The Party Being VAT Elected
Now bring in the VAT status of the person or party involved. This might be an automatic yes or no when it comes to being VAT registered with HMRC, or it might be triggered by the amount of business and turnover they incur. This is based upon their own personal business status, with a property cost or income just being one of many other types of business activities.
So if you take an example of an electrician, this might grow from a small business start that does not attract VAT registration to one that does because their turnover has increased. This practically means that they have to begin charging VAT on their own charges, so a repair for £100 at a property will then incur a charge of £120 from the property landlord or tenant who has to pay this.
Likewise, they can then deal with any VAT charges they incur. So if they begin renting a workshop premises where the landlord charges £1000 + VAT rent, then out of the £1,200 gross rent they pay they can then claim the £200 back from HMRC.
Applying Both The Property & Parties VAT Statuses
So this is when things get tricky, and you bring these two different VAT perspectives together in any one property transaction.

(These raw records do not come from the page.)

//! Then steps for push synchronisation BDD scenarios.

use super::world::{PushSyncWorld, run_async};
use pms_sync::push_sync::{
    domain::{ProjectId, WorkItemId, WorkItemStatus},
    ports::ActivityLogHistory,
    services::{PushSyncError, PushSyncOutcome},
};
use rstest_bdd_macros::then;

#[then("the push is synchronised with {count:u64} status change")]
fn push_synchronised(world: &PushSyncWorld, count: u64) -> Result<(), eyre::Report> {
    let result = world
        .last_result
        .as_ref()
        .ok_or_else(|| eyre::eyre!("missing push result"))?;

    let Ok(PushSyncOutcome::Synchronized(report)) = result else {
        return Err(eyre::eyre!("expected a synchronised push, got {result:?}"));
    };
    let applied = u64::try_from(report.changes().len())?;
    if applied != count {
        return Err(eyre::eyre!("expected {count} status changes, found {applied}"));
    }

    Ok(())
}

#[then(r#"the push is ignored with message "{message}""#)]
fn push_ignored(world: &PushSyncWorld, message: String) -> Result<(), eyre::Report> {
    let result = world
        .last_result
        .as_ref()
        .ok_or_else(|| eyre::eyre!("missing push result"))?;

    let Ok(PushSyncOutcome::Ignored { reason, .. }) = result else {
        return Err(eyre::eyre!("expected an ignored push, got {result:?}"));
    };
    if reason.message() != message {
        return Err(eyre::eyre!(
            "expected message {message:?}, found {:?}",
            reason.message()
        ));
    }

    Ok(())
}

#[then("the push fails because the project was not found")]
fn push_fails_project_not_found(world: &PushSyncWorld) -> Result<(), eyre::Report> {
    let result = world
        .last_result
        .as_ref()
        .ok_or_else(|| eyre::eyre!("missing push result"))?;

    if !matches!(result, Err(PushSyncError::ProjectNotFound(_))) {
        return Err(eyre::eyre!("expected ProjectNotFound error, got {result:?}"));
    }

    Ok(())
}

#[then(r#"work item {item_id:u64} has status "{status}""#)]
fn work_item_has_status(
    world: &PushSyncWorld,
    item_id: u64,
    status: String,
) -> Result<(), eyre::Report> {
    let expected = WorkItemStatus::try_from(status.as_str())
        .map_err(|err| eyre::eyre!("invalid expected status in scenario: {err}"))?;
    let item = world
        .work_items
        .get(WorkItemId::new(item_id)?)?
        .ok_or_else(|| eyre::eyre!("work item {item_id} missing from store"))?;

    if item.status() != expected {
        return Err(eyre::eyre!(
            "expected status {}, found {}",
            expected.as_str(),
            item.status().as_str()
        ));
    }

    Ok(())
}

#[then("project {project_id:u64} has {count:u64} activity log entries")]
fn project_has_activity_entries(
    world: &PushSyncWorld,
    project_id: u64,
    count: u64,
) -> Result<(), eyre::Report> {
    let entries = run_async(
        world
            .activity_log
            .list_for_project(ProjectId::new(project_id)?),
    )?;
    let recorded = u64::try_from(entries.len())?;

    if recorded != count {
        return Err(eyre::eyre!(
            "expected {count} activity log entries, found {recorded}"
        ));
    }

    Ok(())
}
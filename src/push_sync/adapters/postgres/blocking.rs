//! Blocking operation helpers shared by the push synchronisation adapters.
//!
//! Diesel is synchronous; every query runs on the blocking thread pool so the
//! async executor's workers are never held by database I/O.

use diesel::PgConnection;
use diesel::r2d2::{ConnectionManager, Pool, PoolError};

/// `PostgreSQL` connection pool type used by push synchronisation adapters.
pub type PushSyncPgPool = Pool<ConnectionManager<PgConnection>>;

/// Builds a connection pool for `database_url`.
///
/// # Errors
///
/// Returns [`PoolError`] when the pool cannot establish its first connection.
pub fn build_pool(database_url: &str, max_connections: u32) -> Result<PushSyncPgPool, PoolError> {
    Pool::builder()
        .max_size(max_connections)
        .build(ConnectionManager::<PgConnection>::new(database_url))
}

/// Port error types that can wrap arbitrary persistence failures.
pub(super) trait PersistenceFailure: Sized {
    /// Wraps the underlying error.
    fn from_persistence(err: impl std::error::Error + Send + Sync + 'static) -> Self;
}

/// Checks a connection out of `pool` and runs `f` on the blocking pool.
///
/// Pool and join failures are mapped into the caller's error type.
pub(super) async fn run_blocking<F, T, E>(pool: &PushSyncPgPool, f: F) -> Result<T, E>
where
    F: FnOnce(&mut PgConnection) -> Result<T, E> + Send + 'static,
    T: Send + 'static,
    E: PersistenceFailure + Send + 'static,
{
    let pool = pool.clone();
    tokio::task::spawn_blocking(move || {
        let mut connection = pool.get().map_err(E::from_persistence)?;
        f(&mut connection)
    })
    .await
    .map_err(E::from_persistence)?
}
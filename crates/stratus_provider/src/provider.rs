//! The provider trait and output attribute bags.

use async_trait::async_trait;
use indexmap::IndexMap;

use stratus_resource::{ResolvedProperties, ResourceKind};

use crate::error::ApplyError;

/// Output attributes captured from a materialized resource.
///
/// Keys are attribute names addressable from deferred references
/// (`"name"`, `"id"`, `"writer_identity"`, ...).
#[derive(Debug, Clone, Default, PartialEq)]
pub struct ResourceOutputs {
    attributes: IndexMap<String, serde_json::Value>,
}

impl ResourceOutputs {
    /// Creates an empty attribute bag.
    #[must_use]
    pub fn new() -> Self {
        Self::default()
    }

    /// Records an output attribute.
    pub fn insert(&mut self, attribute: impl Into<String>, value: serde_json::Value) {
        self.attributes.insert(attribute.into(), value);
    }

    /// Returns the attribute value, if present.
    #[must_use]
    pub fn get(&self, attribute: &str) -> Option<&serde_json::Value> {
        self.attributes.get(attribute)
    }

    /// Iterates over attributes in insertion order.
    pub fn iter(&self) -> impl Iterator<Item = (&str, &serde_json::Value)> {
        self.attributes.iter().map(|(k, v)| (k.as_str(), v))
    }
}

impl FromIterator<(String, serde_json::Value)> for ResourceOutputs {
    fn from_iter<I: IntoIterator<Item = (String, serde_json::Value)>>(iter: I) -> Self {
        Self {
            attributes: iter.into_iter().collect(),
        }
    }
}

/// Capability for creating, adopting, and inspecting remote resources.
///
/// Implementations must be safe for concurrent use: the engine applies
/// independent resources in parallel. See the crate docs for the
/// per-kind idempotency contract `apply` must uphold.
#[async_trait]
pub trait ResourceProvider: Send + Sync {
    /// Drives one resource to its desired configuration and returns its
    /// output attributes.
    ///
    /// `properties` contains no deferred references; the engine resolves
    /// them before calling.
    ///
    /// # Errors
    ///
    /// Returns [`ApplyError::Transient`] for retryable failures and one
    /// of the fatal variants otherwise.
    async fn apply(
        &self,
        kind: ResourceKind,
        name: &str,
        properties: &ResolvedProperties,
    ) -> Result<ResourceOutputs, ApplyError>;

    /// Looks up an existing resource by natural key.
    ///
    /// Returns `Ok(None)` if no resource of `kind` with that key exists.
    ///
    /// # Errors
    ///
    /// Returns an [`ApplyError`] if the lookup itself fails.
    async fn lookup(
        &self,
        kind: ResourceKind,
        natural_key: &str,
    ) -> Result<Option<ResourceOutputs>, ApplyError>;
}
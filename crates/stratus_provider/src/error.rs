//! Error taxonomy for provider operations.

use stratus_resource::ResourceKind;

/// Error applying or looking up a resource.
///
/// The engine only distinguishes transient from fatal errors (see
/// [`ApplyError::is_transient`]); everything else is carried for
/// reporting.
#[derive(Debug, Clone, PartialEq, Eq, thiserror::Error)]
pub enum ApplyError {
    /// A retryable failure: timeout, quota exhaustion, rate limiting.
    #[error("transient provider failure: {reason}")]
    Transient {
        /// Provider-supplied description of the failure.
        reason: String,
    },

    /// The resource already exists with a configuration that differs
    /// from the requested one.
    #[error("configuration drift on {kind} '{name}': {detail}")]
    ConfigurationDrift {
        /// Kind of the drifted resource.
        kind: ResourceKind,
        /// Logical name of the drifted resource.
        name: String,
        /// What differs.
        detail: String,
    },

    /// The caller lacks permission for the operation.
    #[error("permission denied: {0}")]
    PermissionDenied(String),

    /// The request was structurally invalid.
    #[error("invalid argument: {0}")]
    InvalidArgument(String),

    /// The operation conflicts with concurrent remote state.
    #[error("conflict: {0}")]
    Conflict(String),
}

impl ApplyError {
    /// Returns `true` if the failure may succeed on retry.
    #[must_use]
    pub fn is_transient(&self) -> bool {
        matches!(self, ApplyError::Transient { .. })
    }

    /// Convenience constructor for transient failures.
    #[must_use]
    pub fn transient(reason: impl Into<String>) -> Self {
        ApplyError::Transient {
            reason: reason.into(),
        }
    }
}

#[cfg(test)]
mod tests {
    use super::*;

    #[test]
    fn only_transient_is_retryable() {
        assert!(ApplyError::transient("quota exceeded").is_transient());
        assert!(!ApplyError::PermissionDenied("nope".to_string()).is_transient());
        assert!(!ApplyError::InvalidArgument("bad".to_string()).is_transient());
        assert!(
            !ApplyError::ConfigurationDrift {
                kind: ResourceKind::Bucket,
                name: "log-bucket".to_string(),
                detail: "location".to_string(),
            }
            .is_transient()
        );
    }
}
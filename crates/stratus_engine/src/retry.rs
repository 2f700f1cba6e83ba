//! Retry policy for transient provider failures.

use core::time::Duration;

/// Bounded exponential backoff for transient failures.
///
/// A transient failure is retried until `max_attempts` total attempts
/// have been made; the delay doubles per attempt, capped at `max_delay`.
/// Once the ceiling is reached the last transient error escalates to a
/// fatal per-resource failure.
#[derive(Debug, Clone, PartialEq, Eq)]
pub struct RetryPolicy {
    /// Total attempts including the first (minimum 1).
    pub max_attempts: u32,
    /// Delay before the first retry.
    pub base_delay: Duration,
    /// Upper bound on any single delay.
    pub max_delay: Duration,
}

impl Default for RetryPolicy {
    fn default() -> Self {
        Self {
            max_attempts: 4,
            base_delay: Duration::from_millis(100),
            max_delay: Duration::from_secs(5),
        }
    }
}

impl RetryPolicy {
    /// Creates the default policy.
    #[must_use]
    pub fn new() -> Self {
        Self::default()
    }

    /// A policy that retries without sleeping. Intended for tests.
    #[must_use]
    pub fn without_delay(max_attempts: u32) -> Self {
        Self {
            max_attempts,
            base_delay: Duration::ZERO,
            max_delay: Duration::ZERO,
        }
    }

    /// Returns the delay to sleep after the given 1-based failed attempt.
    #[must_use]
    pub fn delay_for(&self, attempt: u32) -> Duration {
        let doublings = attempt.saturating_sub(1).min(31);
        let delay = self.base_delay.saturating_mul(1u32 << doublings);
        delay.min(self.max_delay)
    }
}

#[cfg(test)]
mod tests {
    use super::*;

    #[test]
    fn delays_double_up_to_the_cap() {
        let policy = RetryPolicy {
            max_attempts: 5,
            base_delay: Duration::from_millis(100),
            max_delay: Duration::from_millis(350),
        };
        assert_eq!(policy.delay_for(1), Duration::from_millis(100));
        assert_eq!(policy.delay_for(2), Duration::from_millis(200));
        assert_eq!(policy.delay_for(3), Duration::from_millis(350));
        assert_eq!(policy.delay_for(4), Duration::from_millis(350));
    }

    #[test]
    fn without_delay_never_sleeps() {
        let policy = RetryPolicy::without_delay(3);
        assert_eq!(policy.delay_for(1), Duration::ZERO);
        assert_eq!(policy.delay_for(2), Duration::ZERO);
    }
}
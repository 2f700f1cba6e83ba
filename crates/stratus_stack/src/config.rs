//! External configuration for the stack.

use serde::{Deserialize, Serialize};

/// Inputs the stack needs from its environment.
///
/// The project number and storage service account come from the target
/// project (the driver pre-flights them); the consumer service account
/// is optional and gates the consumer grant subgraph.
#[derive(Debug, Clone, PartialEq, Eq, Serialize, Deserialize)]
pub struct StackConfig {
    /// Numeric project identifier.
    pub project_number: String,
    /// The project's storage service account (grants the bucket
    /// permission to publish notification events).
    pub storage_service_account: String,
    /// Optional consumer service account email. When absent or empty,
    /// no consumer grants are declared.
    #[serde(default)]
    pub consumer_service_account: Option<String>,
}

impl StackConfig {
    /// The project's message-service principal, derived from the project
    /// number.
    #[must_use]
    pub fn pubsub_principal(&self) -> String {
        format!(
            "serviceAccount:service-{}@gcp-sa-pubsub.iam.gserviceaccount.com",
            self.project_number
        )
    }

    /// The storage service account as an IAM principal.
    #[must_use]
    pub fn storage_principal(&self) -> String {
        format!("serviceAccount:{}", self.storage_service_account)
    }

    /// The consumer service account as an IAM principal, if configured.
    ///
    /// An empty string counts as absent.
    #[must_use]
    pub fn consumer_principal(&self) -> Option<String> {
        self.consumer_service_account
            .as_deref()
            .filter(|account| !account.is_empty())
            .map(|account| format!("serviceAccount:{account}"))
    }
}
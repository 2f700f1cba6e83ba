//! Dependency graph construction for Stratus (Layer 2).
//!
//! `stratus_graph` turns a flat list of [`ResourceDescriptor`]s into a
//! validated directed acyclic graph. The dependency set of each resource
//! is the union of its explicit `depends_on` entries and the resources
//! named by deferred references in its property bag. Malformed graphs
//! (cycles, references to absent resources) are rejected here, before any
//! provider call is made.
//!
//! # Example
//!
//! ```
//! use stratus_graph::ResourceGraph;
//! use stratus_resource::{ResourceDescriptor, ResourceKind, Value};
//!
//! let graph = ResourceGraph::build(vec![
//!     ResourceDescriptor::new(ResourceKind::Topic, "topic"),
//!     ResourceDescriptor::new(ResourceKind::Subscription, "sub")
//!         .property("topic", Value::reference("topic", "name")),
//! ])?;
//!
//! assert_eq!(graph.topo_order().len(), 2);
//! # Ok::<(), stratus_graph::GraphError>(())
//! ```
//!
//! [`ResourceDescriptor`]: stratus_resource::ResourceDescriptor

/// Graph structure, builder, and validation.
pub mod graph;

/// Re-export all common types for easy access.
pub mod prelude {
    pub use crate::graph::{GraphError, ResourceGraph};
}

pub use graph::{GraphError, ResourceGraph};
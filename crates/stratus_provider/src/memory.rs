//! In-memory provider implementation.

use indexmap::IndexMap;
use parking_lot::Mutex;
use std::collections::HashMap;

use async_trait::async_trait;
use stratus_resource::{ResolvedProperties, ResourceKind};

use crate::error::ApplyError;
use crate::provider::{ResourceOutputs, ResourceProvider};

/// Key for create-or-adopt resources.
type ResourceKey = (ResourceKind, String);

/// Key for set-additive grants: (kind, target resource, role, member).
type GrantKey = (ResourceKind, String, String, String);

#[derive(Debug)]
struct StoredResource {
    properties: ResolvedProperties,
    outputs: ResourceOutputs,
}

#[derive(Debug)]
struct FaultPlan {
    remaining: usize,
    error: ApplyError,
}

#[derive(Debug, Default)]
struct Inner {
    resources: IndexMap<ResourceKey, StoredResource>,
    grants: IndexMap<GrantKey, ResourceOutputs>,
    faults: HashMap<String, FaultPlan>,
    creating_calls: HashMap<String, usize>,
    apply_calls: HashMap<String, usize>,
}

/// A deterministic, fully in-memory [`ResourceProvider`].
///
/// Implements the per-kind idempotency contract exactly: create-or-adopt
/// for resource kinds, set-additive no-op re-grants for membership kinds.
/// Faults can be injected per logical name to exercise the engine's retry
/// and failure paths, and per-name call counters are exposed so tests can
/// assert how often a resource was actually created.
///
/// # Example
///
/// ```
/// use stratus_provider::{ApplyError, MemoryProvider};
///
/// let provider = MemoryProvider::new();
/// provider.fail_next("audit-log-sink", 2, ApplyError::transient("quota"));
/// ```
#[derive(Debug, Default)]
pub struct MemoryProvider {
    inner: Mutex<Inner>,
}

impl MemoryProvider {
    /// Creates an empty provider.
    #[must_use]
    pub fn new() -> Self {
        Self::default()
    }

    /// Makes the next `count` applies for `name` fail with clones of
    /// `error`.
    pub fn fail_next(&self, name: impl Into<String>, count: usize, error: ApplyError) {
        self.inner.lock().faults.insert(
            name.into(),
            FaultPlan {
                remaining: count,
                error,
            },
        );
    }

    /// Returns how many applies for `name` actually created state, as
    /// opposed to adopting or re-granting.
    #[must_use]
    pub fn creating_calls(&self, name: &str) -> usize {
        self.inner.lock().creating_calls.get(name).copied().unwrap_or(0)
    }

    /// Returns how many times `apply` was invoked for `name`, including
    /// failed and adopted calls.
    #[must_use]
    pub fn apply_calls(&self, name: &str) -> usize {
        self.inner.lock().apply_calls.get(name).copied().unwrap_or(0)
    }

    /// Returns `true` if a create-or-adopt resource exists.
    #[must_use]
    pub fn contains(&self, kind: ResourceKind, name: &str) -> bool {
        self.inner
            .lock()
            .resources
            .contains_key(&(kind, name.to_string()))
    }

    /// Returns the number of distinct grants held.
    #[must_use]
    pub fn grant_count(&self) -> usize {
        self.inner.lock().grants.len()
    }

    /// Extracts the grant key fields (target, role, member) from resolved
    /// properties.
    fn grant_key(
        kind: ResourceKind,
        name: &str,
        properties: &ResolvedProperties,
    ) -> Result<GrantKey, ApplyError> {
        let target_property = match kind {
            ResourceKind::TopicIamMember => "topic",
            ResourceKind::SubscriptionIamMember => "subscription",
            ResourceKind::BucketIamMember => "bucket",
            _ => {
                return Err(ApplyError::InvalidArgument(format!(
                    "resource '{name}' of kind {kind} is not a membership grant"
                )));
            }
        };
        let field = |key: &str| -> Result<String, ApplyError> {
            properties
                .get(key)
                .and_then(serde_json::Value::as_str)
                .map(str::to_string)
                .ok_or_else(|| {
                    ApplyError::InvalidArgument(format!(
                        "grant '{name}' is missing string property '{key}'"
                    ))
                })
        };
        Ok((kind, field(target_property)?, field("role")?, field("member")?))
    }

    /// Synthesizes output attributes for a newly created resource.
    fn synthesize_outputs(
        kind: ResourceKind,
        name: &str,
        properties: &ResolvedProperties,
    ) -> ResourceOutputs {
        let natural_name = properties
            .get("name")
            .and_then(serde_json::Value::as_str)
            .unwrap_or(name)
            .to_string();

        let mut outputs = ResourceOutputs::new();
        outputs.insert("name", serde_json::Value::String(natural_name.clone()));
        outputs.insert(
            "id",
            serde_json::Value::String(format!("{}/{natural_name}", kind.as_str())),
        );
        if kind == ResourceKind::LogSink {
            outputs.insert(
                "writer_identity",
                serde_json::Value::String(format!(
                    "serviceAccount:{natural_name}@logging-sink.example.iam"
                )),
            );
        }
        outputs
    }

    /// Describes the first property that differs between the stored and
    /// requested configuration.
    fn first_difference(stored: &ResolvedProperties, requested: &ResolvedProperties) -> String {
        for (key, value) in requested {
            match stored.get(key) {
                Some(existing) if existing == value => {}
                Some(existing) => {
                    return format!("property '{key}' is {existing}, requested {value}");
                }
                None => return format!("property '{key}' was not previously set"),
            }
        }
        for key in stored.keys() {
            if !requested.contains_key(key) {
                return format!("property '{key}' was previously set");
            }
        }
        "configurations differ".to_string()
    }
}

#[async_trait]
impl ResourceProvider for MemoryProvider {
    async fn apply(
        &self,
        kind: ResourceKind,
        name: &str,
        properties: &ResolvedProperties,
    ) -> Result<ResourceOutputs, ApplyError> {
        let mut inner = self.inner.lock();
        *inner.apply_calls.entry(name.to_string()).or_insert(0) += 1;

        if let Some(plan) = inner.faults.get_mut(name) {
            if plan.remaining > 0 {
                plan.remaining -= 1;
                return Err(plan.error.clone());
            }
        }

        if kind.is_membership_grant() {
            let key = Self::grant_key(kind, name, properties)?;
            if let Some(outputs) = inner.grants.get(&key) {
                // Re-granting an existing membership is a no-op success.
                return Ok(outputs.clone());
            }
            let outputs = Self::synthesize_outputs(kind, name, properties);
            inner.grants.insert(key, outputs.clone());
            *inner.creating_calls.entry(name.to_string()).or_insert(0) += 1;
            return Ok(outputs);
        }

        let key = (kind, name.to_string());
        if let Some(stored) = inner.resources.get(&key) {
            if stored.properties == *properties {
                // Adoption: identical definition, no second create.
                return Ok(stored.outputs.clone());
            }
            return Err(ApplyError::ConfigurationDrift {
                kind,
                name: name.to_string(),
                detail: Self::first_difference(&stored.properties, properties),
            });
        }

        let outputs = Self::synthesize_outputs(kind, name, properties);
        inner.resources.insert(
            key,
            StoredResource {
                properties: properties.clone(),
                outputs: outputs.clone(),
            },
        );
        *inner.creating_calls.entry(name.to_string()).or_insert(0) += 1;
        Ok(outputs)
    }

    async fn lookup(
        &self,
        kind: ResourceKind,
        natural_key: &str,
    ) -> Result<Option<ResourceOutputs>, ApplyError> {
        let inner = self.inner.lock();
        let found = inner
            .resources
            .iter()
            .find(|((stored_kind, _), stored)| {
                *stored_kind == kind
                    && stored.outputs.get("name").and_then(serde_json::Value::as_str)
                        == Some(natural_key)
            })
            .map(|(_, stored)| stored.outputs.clone());
        Ok(found)
    }
}

#[cfg(test)]
mod tests {
    use super::*;
    use serde_json::json;

    fn properties(pairs: &[(&str, serde_json::Value)]) -> ResolvedProperties {
        pairs
            .iter()
            .map(|(k, v)| ((*k).to_string(), v.clone()))
            .collect()
    }

    #[tokio::test]
    async fn identical_reapply_adopts_without_second_create() {
        let provider = MemoryProvider::new();
        let props = properties(&[("location", json!("US"))]);

        let first = provider
            .apply(ResourceKind::Bucket, "log-bucket", &props)
            .await
            .expect("create");
        let second = provider
            .apply(ResourceKind::Bucket, "log-bucket", &props)
            .await
            .expect("adopt");

        assert_eq!(first, second);
        assert_eq!(provider.creating_calls("log-bucket"), 1);
        assert_eq!(provider.apply_calls("log-bucket"), 2);
    }

    #[tokio::test]
    async fn divergent_reapply_is_configuration_drift() {
        let provider = MemoryProvider::new();
        provider
            .apply(
                ResourceKind::Bucket,
                "log-bucket",
                &properties(&[("location", json!("US"))]),
            )
            .await
            .expect("create");

        let err = provider
            .apply(
                ResourceKind::Bucket,
                "log-bucket",
                &properties(&[("location", json!("EU"))]),
            )
            .await
            .unwrap_err();
        assert!(matches!(err, ApplyError::ConfigurationDrift { .. }));
        assert!(!err.is_transient());
    }

    #[tokio::test]
    async fn regrant_is_a_noop_success() {
        let provider = MemoryProvider::new();
        let props = properties(&[
            ("topic", json!("notification-topic")),
            ("role", json!("roles/pubsub.publisher")),
            ("member", json!("serviceAccount:gcs@example.iam")),
        ]);

        provider
            .apply(ResourceKind::TopicIamMember, "topic-publisher", &props)
            .await
            .expect("grant");
        provider
            .apply(ResourceKind::TopicIamMember, "topic-publisher", &props)
            .await
            .expect("re-grant");

        assert_eq!(provider.grant_count(), 1);
        assert_eq!(provider.creating_calls("topic-publisher"), 1);
    }

    #[test]
    fn grant_key_rejects_non_grant_kinds() {
        let err =
            MemoryProvider::grant_key(ResourceKind::Topic, "topic", &properties(&[])).unwrap_err();
        assert!(matches!(err, ApplyError::InvalidArgument(_)));
    }

    #[tokio::test]
    async fn grant_missing_member_is_invalid_argument() {
        let provider = MemoryProvider::new();
        let err = provider
            .apply(
                ResourceKind::BucketIamMember,
                "bad-grant",
                &properties(&[("bucket", json!("log-bucket"))]),
            )
            .await
            .unwrap_err();
        assert!(matches!(err, ApplyError::InvalidArgument(_)));
    }

    #[tokio::test]
    async fn injected_faults_fail_then_clear() {
        let provider = MemoryProvider::new();
        provider.fail_next("topic", 2, ApplyError::transient("rate limited"));
        let props = properties(&[]);

        for _ in 0..2 {
            let err = provider
                .apply(ResourceKind::Topic, "topic", &props)
                .await
                .unwrap_err();
            assert!(err.is_transient());
        }
        provider
            .apply(ResourceKind::Topic, "topic", &props)
            .await
            .expect("third attempt succeeds");
        assert_eq!(provider.apply_calls("topic"), 3);
        assert_eq!(provider.creating_calls("topic"), 1);
    }

    #[tokio::test]
    async fn sink_outputs_include_writer_identity() {
        let provider = MemoryProvider::new();
        let outputs = provider
            .apply(ResourceKind::LogSink, "audit-log-sink", &properties(&[]))
            .await
            .expect("create");
        let identity = outputs
            .get("writer_identity")
            .and_then(serde_json::Value::as_str)
            .expect("writer identity");
        assert!(identity.starts_with("serviceAccount:"));
    }

    #[tokio::test]
    async fn lookup_finds_resources_by_natural_name() {
        let provider = MemoryProvider::new();
        provider
            .apply(
                ResourceKind::Topic,
                "notification-topic",
                &properties(&[("name", json!("bucket-notification-topic"))]),
            )
            .await
            .expect("create");

        let found = provider
            .lookup(ResourceKind::Topic, "bucket-notification-topic")
            .await
            .expect("lookup");
        assert!(found.is_some());
        let missing = provider
            .lookup(ResourceKind::Topic, "absent-topic")
            .await
            .expect("lookup");
        assert!(missing.is_none());
    }
}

For different combinations of these you will get different results.
Let’s say you’re renting small business premises and a local electrician decides to take a lease here. Big issues like rent, length of lease, and utility costs might be looked at, but the VAT detail missed. If the property has been elected to waive the exemption then this means VAT needs to be raised on the rent.
Therefore if the local electrician isn’t yet registered for VAT, then that means they have to pay an extra 20% on the rent which they cannot claim back from HMRC even though it might be specified on the invoice. In effect, it’s like a 20% hike on the rental cost to them previously.
Now let’s look at the other side of the fence, where the earlier apartment block example needs a new roof at £10,000. In this case with it being residential property then it is not in the VAT world, so even though the contractor is VAT registered and places another £2,000 on the bill, it cannot be processed because the property is not permitted to.
This means the whole £12,000 is recharged to residents as a whole lump sum – even if the resident is VAT elected for their business let’s say (even though this should be for their home), then because the property is not in the VAT world not even the end payer cannot benefit from this
The Bottom Line
In short, you need to carefully use this double-edged VAT sword when it comes to property transactions.
Firstly understand what the status of the property is itself as a form of asset, just like within any other business. Secondly, consider what the status is of all the parties involved, and whether they need to charge VAT or can reclaim VAT.
Then work through the scenarios where VAT is incurred and when parties can easily process this as part of their VAT claim or not - meaning they effectively get stung with an extra 20% charge.